La Belgique n’est pas un désert en matière d’e-commerce
Dans son analyse, Comeos parle surtout de l’intensification du e-commerce à l’étranger, qu’il considère comme des « occasions manquées » pour le marché belge. A l’entendre, l’e-commerce serait presque inexistant en Belgique. Une conception erronée : le e-commerce est bel et bien actif dans notre pays mais il est moins visible directement car il se situe dans des entreprises que les consommateurs ne considèrent pas comme relevant de « l’e-commerce ». Ainsi, le centre logistique de Nike à Laakdal compte des milliers d’employés qui expédient (également la nuit) des chaussures de sport à des clients jusqu’en Russie ! À Geel, Lego expédie également des jouets à des consommateurs de l’Europe entière. Les ports et aéroports regroupent eux aussi des entreprises logistiques expédiant directement les marchandises aux clients, après une commande par internet. Il s’agit de dizaines de milliers d’emplois.
Depuis plusieurs années, il est également possible de commander en ligne auprès des grandes chaînes de magasins. Elles ont choisi de mettre en place leur activité d’e-commerce soit en propre (comme par exemple Carrefour, Cora ou encore Media Markt), soit en sous-traitant cette activité via des professionnels de la logistique. Certaines enseignes ont également développé des solutions mixtes adaptées. C’est le cas de Colruyt (qui sous-traite sa propre filiale logistique, avec retrait des commandes en magasin) ou encore de Delhaize (qui fait appel à de la sous-traitance externe avec enlèvement dans les magasins). Les solutions sont diverses mais existent depuis de nombreuses années et les exemples ne manquent pas.

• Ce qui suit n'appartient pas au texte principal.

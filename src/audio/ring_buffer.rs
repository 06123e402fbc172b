/// Lock-free single-producer single-consumer (SPSC) ring buffer for PCM.
///
///   - The feeding thread (network layer or host) WRITES samples (producer)
///   - The render callback READS samples (consumer)
///   - NO MUTEX is ever used, only atomic read/write positions
///   - The render callback NEVER blocks, even if the buffer is empty
///
/// `discard` is a consumer-side operation: it skips everything currently
/// readable and is safe while the producer keeps writing.
use std::cell::UnsafeCell;
use std::sync::atomic::{AtomicUsize, Ordering};

pub struct RingBuffer {
    /// Sample storage. Fixed-size, allocated once.
    buffer: Box<[UnsafeCell<f32>]>,
    /// Write position (only modified by the producer).
    write_pos: AtomicUsize,
    /// Read position (only modified by the consumer).
    read_pos: AtomicUsize,
    /// Always a power of 2 so positions can be masked.
    capacity: usize,
    mask: usize,
}

impl RingBuffer {
    pub fn new(capacity: usize) -> Self {
        assert!(
            capacity.is_power_of_two(),
            "Ring buffer capacity must be power of 2"
        );

        Self {
            buffer: (0..capacity).map(|_| UnsafeCell::new(0.0)).collect(),
            write_pos: AtomicUsize::new(0),
            read_pos: AtomicUsize::new(0),
            capacity,
            mask: capacity - 1,
        }
    }

    /// Smallest power-of-two buffer that holds at least `samples` samples.
    pub fn with_min_capacity(samples: usize) -> Self {
        Self::new(Self::capacity_for(samples))
    }

    /// Samples a [`RingBuffer::with_min_capacity`] buffer can hold at once.
    pub fn usable_for(samples: usize) -> usize {
        Self::capacity_for(samples) - 1
    }

    fn capacity_for(samples: usize) -> usize {
        samples.saturating_add(1).max(2).next_power_of_two()
    }

    pub fn capacity(&self) -> usize {
        self.capacity
    }

    /// Write samples (producer only). Returns how many were written; the rest
    /// is dropped when the buffer is full.
    pub fn write(&self, data: &[f32]) -> usize {
        let write = self.write_pos.load(Ordering::Relaxed);
        let read = self.read_pos.load(Ordering::Acquire);

        // Keep one slot empty to distinguish full from empty.
        let used = write.wrapping_sub(read);
        let available = self.capacity - 1 - used;
        let to_write = data.len().min(available);

        if to_write == 0 {
            return 0;
        }

        for (i, sample) in data[..to_write].iter().enumerate() {
            let idx = (write + i) & self.mask;
            // SAFETY: single producer; slots in write..write+to_write are not
            // readable until write_pos is published below.
            unsafe {
                *self.buffer[idx].get() = *sample;
            }
        }

        self.write_pos
            .store(write.wrapping_add(to_write), Ordering::Release);

        to_write
    }

    /// Read up to `output.len()` samples (consumer only). Never blocks.
    pub fn read(&self, output: &mut [f32]) -> usize {
        let read = self.read_pos.load(Ordering::Relaxed);
        let write = self.write_pos.load(Ordering::Acquire);

        let available = write.wrapping_sub(read);
        let to_read = output.len().min(available);

        if to_read == 0 {
            return 0;
        }

        for (i, out) in output[..to_read].iter_mut().enumerate() {
            let idx = (read + i) & self.mask;
            // SAFETY: single consumer; the Acquire load of write_pos makes the
            // producer's writes to these slots visible.
            *out = unsafe { *self.buffer[idx].get() };
        }

        self.read_pos
            .store(read.wrapping_add(to_read), Ordering::Release);

        to_read
    }

    /// Number of samples available to read.
    pub fn available_read(&self) -> usize {
        let write = self.write_pos.load(Ordering::Acquire);
        let read = self.read_pos.load(Ordering::Relaxed);
        write.wrapping_sub(read)
    }

    /// Number of samples that can be written.
    pub fn available_write(&self) -> usize {
        let write = self.write_pos.load(Ordering::Relaxed);
        let read = self.read_pos.load(Ordering::Acquire);
        self.capacity - 1 - write.wrapping_sub(read)
    }

    /// Drop everything currently readable (consumer only).
    pub fn discard(&self) -> usize {
        let read = self.read_pos.load(Ordering::Relaxed);
        let write = self.write_pos.load(Ordering::Acquire);
        self.read_pos.store(write, Ordering::Release);
        write.wrapping_sub(read)
    }
}

// SAFETY: slots are only touched through the atomic-guarded positions:
// write_pos is only modified by the producer, read_pos only by the consumer,
// and Acquire/Release ordering publishes sample data before positions.
unsafe impl Send for RingBuffer {}
unsafe impl Sync for RingBuffer {}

D’ailleurs, les grandes chaînes « étrangères » créent aussi de l’emploi chez nous, non seulement dans les services de livraison, mais aussi par le biais des points d’enlèvement et des dépôts. Une chaîne comme Coolblue possède même des points de vente physiques en Belgique.
Le sempiternel refrain des coût salariaux
Dans ses déclarations, Comeos s’attaque (comme de coutume) au coût salarial du e-commerce en Belgique. Trop cher. En décalage avec nos pays voisins. Le différentiel devrait descendre à 10%. Ce qu’ils oublient de préciser, c’est que l’e-commerce dans les pays voisins (principalement aux Pays-Bas) est surtout assuré par des étudiants ayant des salaires particulièrement bas (de l’ordre de 4,29€ l’heure pour un jeune de 18 ans) et soumis à une fiscalité plus favorable que les travailleurs ordinaires. Il faut comparer ce qui est comparable. Pour le SETCa, il n’est pas question de participer à un dumping social où les travailleurs seraient mis en concurrence avec des jobistes.
Le travail de nuit est déjà possible…
Dixit Comeos, l’autre élément essentiel bloquant le développement du e-commerce en Belgique : le manque de flexibilité dans l’organisation du travail de nuit. Ici encore, une fausse idée ! Pour développer le travail de nuit, il est exact qu’il faut généralement, pour ce faire, l’accord des représentants du personnel de tous les syndicats dans l’entreprise (même s’il y a ici aussi des exceptions). Des accords de ce type sont donc signés depuis des années déjà dans toutes sortes de secteurs. Fin 2015 encore, le SETCa signait un accord-cadre pour également ouvrir la porte dans le secteur du commerce, en particulier dans la perspective de l’e-commerce. Il peut être question de « travail de nuit » dans le commerce moyennant un accord des trois organisations syndicales au niveau de l’entreprise. Comeos rêve de pouvoir court-circuiter cette étape et ne soumettre les propositions en matière de travail de nuit qu’à l’approbation d’un seul syndicat. Une manière habile de déréguler plus facilement.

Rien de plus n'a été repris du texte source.